REMOVING MR. BENJAMIN M. REYES FROM OFFICE AS REGISTER OF DEEDS OF QUEZON CITY



This is an administrative proceeding instituted by the Secretary of Justice against Mr. Benjamin M. Reyes, Register of Deeds of Quezon City, for (a) dereliction of duty, (b) violation of reasonable office regulations, and (c) negligence in the performance of his duties, arising from the latter’s administrative reconstitution of an alleged Original Certificate of Title No. 632 of the Registry of Property for the Province of Rizal, originally issued in the name of Eulalio Ragua casado con Rafaela Mercado, as registered owner, and his subsequent registration of documents pertaining to the property registered under it.

Respondent’s basis for reconstituting OCT No. 632 was a letter dated January 28, 1965, of one J. Sulpicio R. Alix, who claimed to be part owner of the property covered by the certificate of title to the extent of 248 hectares pursuant to a Deed of Sale dated December 14, 1963, executed by Eulalio Ragua himself. Together with the Owner’s Duplicate Certificate of Title, applicant Alix also submitted an affidavit dated January 15, 1965, wherein he declared that he had bought from Eulalio Ragua a portion of the property covered by OCT No. 632; that he had been in possession of OCT No. 632 since December 14, 1963 when it was surrendered to him by the vendor; and that he had no knowledge of any instrument presented or pending registration before the Register of Deeds of Rizal or Quezon City affecting the aforesaid property. Since the applicant J. Sulpicio R. Alix was vendee of a substantial portion of the land covered by the title, the respondent explained, Alix was, for the purpose of Section 5 of Republic Act 26 and the implementing regulations of the General Land Registration Office, now the Land Registration Commission, an assignee of the registered owner, or a person having an interest in the property legally qualified to apply for administrative reconstitution of the original certificate of title. He alleged, further, that before he acted on the application, he checked with the records of his Office and found no deed registered or pending registration affecting the property covered by OCT No. 632. The record shows that the petition for administrative reconstitution was presented to the respondent on January 29, 1965 and was approved on February 1, 1965.

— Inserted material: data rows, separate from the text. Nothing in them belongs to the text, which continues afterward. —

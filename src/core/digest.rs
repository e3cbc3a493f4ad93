//! Content digests.
//!
//! Every identity in the solver (vertices, cache keys, index keys) is a
//! sha-256 digest. Structural digests over composite material are computed by
//! hashing canonical JSON bytes so that identity never depends on map
//! iteration order.

use std::fmt;

use serde::de::Error as DeError;
use serde::{Deserialize, Deserializer, Serialize, Serializer};
use sha2::{Digest as Sha2Digest, Sha256};

use super::error::CoreError;

/// 32-byte sha-256 content digest.
#[repr(transparent)]
#[derive(Clone, Copy, PartialEq, Eq, Hash, PartialOrd, Ord)]
pub struct Digest([u8; 32]);

impl Digest {
    pub fn from_raw(bytes: [u8; 32]) -> Self {
        Self(bytes)
    }

    /// Digest of raw bytes.
    pub fn of_bytes(data: &[u8]) -> Self {
        let mut hasher = Sha256::new();
        hasher.update(data);
        let out = hasher.finalize();
        let mut buf = [0u8; 32];
        buf.copy_from_slice(&out);
        Self(buf)
    }

    /// Structural digest of a serializable value via canonical JSON.
    pub fn of_canonical<T: Serialize>(value: &T) -> Result<Self, CoreError> {
        Ok(Self::of_bytes(&canon_json_bytes(value)?))
    }

    pub fn as_bytes(&self) -> &[u8; 32] {
        &self.0
    }

    pub fn to_hex(&self) -> String {
        let mut s = String::with_capacity(64);
        for b in self.0 {
            use fmt::Write;
            let _ = write!(s, "{:02x}", b);
        }
        s
    }

    pub fn parse_hex(s: &str) -> Result<Self, CoreError> {
        if s.len() != 64 {
            return Err(CoreError::InvalidDigest {
                raw: s.to_string(),
                reason: "expected 64 hex characters".into(),
            });
        }
        let mut buf = [0u8; 32];
        for (i, chunk) in s.as_bytes().chunks(2).enumerate() {
            match (hex_val(chunk[0]), hex_val(chunk[1])) {
                (Some(hi), Some(lo)) => buf[i] = (hi << 4) | lo,
                _ => {
                    return Err(CoreError::InvalidDigest {
                        raw: s.to_string(),
                        reason: "non-hex character".into(),
                    });
                }
            }
        }
        Ok(Self(buf))
    }
}

fn hex_val(c: u8) -> Option<u8> {
    match c {
        b'0'..=b'9' => Some(c - b'0'),
        b'a'..=b'f' => Some(c - b'a' + 10),
        b'A'..=b'F' => Some(c - b'A' + 10),
        _ => None,
    }
}

impl fmt::Display for Digest {
    fn fmt(&self, f: &mut fmt::Formatter<'_>) -> fmt::Result {
        f.write_str(&self.to_hex())
    }
}

impl fmt::Debug for Digest {
    fn fmt(&self, f: &mut fmt::Formatter<'_>) -> fmt::Result {
        // short form: enough to tell digests apart in traces
        write!(f, "Digest({})", &self.to_hex()[..12])
    }
}

impl Serialize for Digest {
    fn serialize<S: Serializer>(&self, serializer: S) -> Result<S::Ok, S::Error> {
        serializer.serialize_str(&self.to_hex())
    }
}

impl<'de> Deserialize<'de> for Digest {
    fn deserialize<D: Deserializer<'de>>(deserializer: D) -> Result<Self, D::Error> {
        let raw = String::deserialize(deserializer)?;
        Digest::parse_hex(&raw).map_err(D::Error::custom)
    }
}

/// Serialize a value to canonical JSON bytes.
///
/// Canonical rules: object keys sorted by UTF-8 byte order recursively, no
/// insignificant whitespace. Digest material in this crate never contains
/// floats, so no float canonicalization is needed.
pub fn canon_json_bytes<T: Serialize>(value: &T) -> Result<Vec<u8>, CoreError> {
    let value = serde_json::to_value(value).map_err(CoreError::DigestMaterial)?;
    let canon = canon_value(value);
    serde_json::to_vec(&canon).map_err(CoreError::DigestMaterial)
}

fn canon_value(value: serde_json::Value) -> serde_json::Value {
    match value {
        serde_json::Value::Object(map) => {
            let mut entries: Vec<(String, serde_json::Value)> = map.into_iter().collect();
            entries.sort_by(|a, b| a.0.as_bytes().cmp(b.0.as_bytes()));
            let mut out = serde_json::Map::new();
            for (k, v) in entries {
                out.insert(k, canon_value(v));
            }
            serde_json::Value::Object(out)
        }
        serde_json::Value::Array(items) => {
            serde_json::Value::Array(items.into_iter().map(canon_value).collect())
        }
        other => other,
    }
}

#[cfg(test)]
mod tests {
    use super::*;

    #[test]
    fn hex_roundtrip() {
        let d = Digest::of_bytes(b"kiln");
        let parsed = Digest::parse_hex(&d.to_hex()).unwrap();
        assert_eq!(d, parsed);
    }

    #[test]
    fn parse_rejects_bad_input() {
        assert!(Digest::parse_hex("abc").is_err());
        assert!(Digest::parse_hex(&"g".repeat(64)).is_err());
    }

    #[test]
    fn canonical_digest_ignores_key_order() {
        let a = serde_json::json!({"b": 1, "a": [2, 3]});
        let b = serde_json::json!({"a": [2, 3], "b": 1});
        assert_eq!(
            Digest::of_canonical(&a).unwrap(),
            Digest::of_canonical(&b).unwrap()
        );
    }

    #[test]
    fn distinct_material_distinct_digest() {
        let a = Digest::of_canonical(&serde_json::json!({"op": "exec"})).unwrap();
        let b = Digest::of_canonical(&serde_json::json!({"op": "fetch"})).unwrap();
        assert_ne!(a, b);
    }
}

Section 5 of Republic Act 26 entitled “An Act Providing a Special Procedure for the Reconstitution of Torrens Certificate of Title Lost or Destroyed” provides inter alia that –
“Petitions for reconstitution x x x may be filed x x x by the registered owner, his assigns, or other persons having an interest in the property. The petition shall be accompanied x x x with an affidavit of the registered owner stating, among other things, that no deed or other instrument affecting the property had been presented for registration, or, if there be any, the nature thereof, the date of its presentation as well as the names of the parties, and whether the registration of such deed or instrument is still pending accomplishment, x x x.” (Underscoring supplied.)
Regulation No. 5 of the implementing GLRO Circular No. 17, dated February 19, 1947, directs that –
“The Register of Deeds shall not entertain any petition for administrative reconstitution, unless the same is accompanied with x x x an affidavit of the registered owner stating among other things that no deed or other instrument affecting the property had been previously presented for registration. x x x.” (Underscoring supplied.)
OCT No. 632, on its face, names Eulalio Ragua casado con Rafaela Mercado as registered owner of the property covered thereby. Section 5 of Republic Act 26 expressly directs that petitions for administrative reconstitution of lost or destroyed certificates of title shall be accompanied with an affidavit of the registered owner, while Rule No. 5 of GLRO Circular No. 17, in more peremptory language, commands Registers of Deeds not to entertain any petition for administrative reconstitution unless accompanied with the required affidavit of the registered owner. These legal mandates notwithstanding, the respondent administratively reconstituted OCT No. 632 without the affidavit of Eulalio Ragua, the registered owner.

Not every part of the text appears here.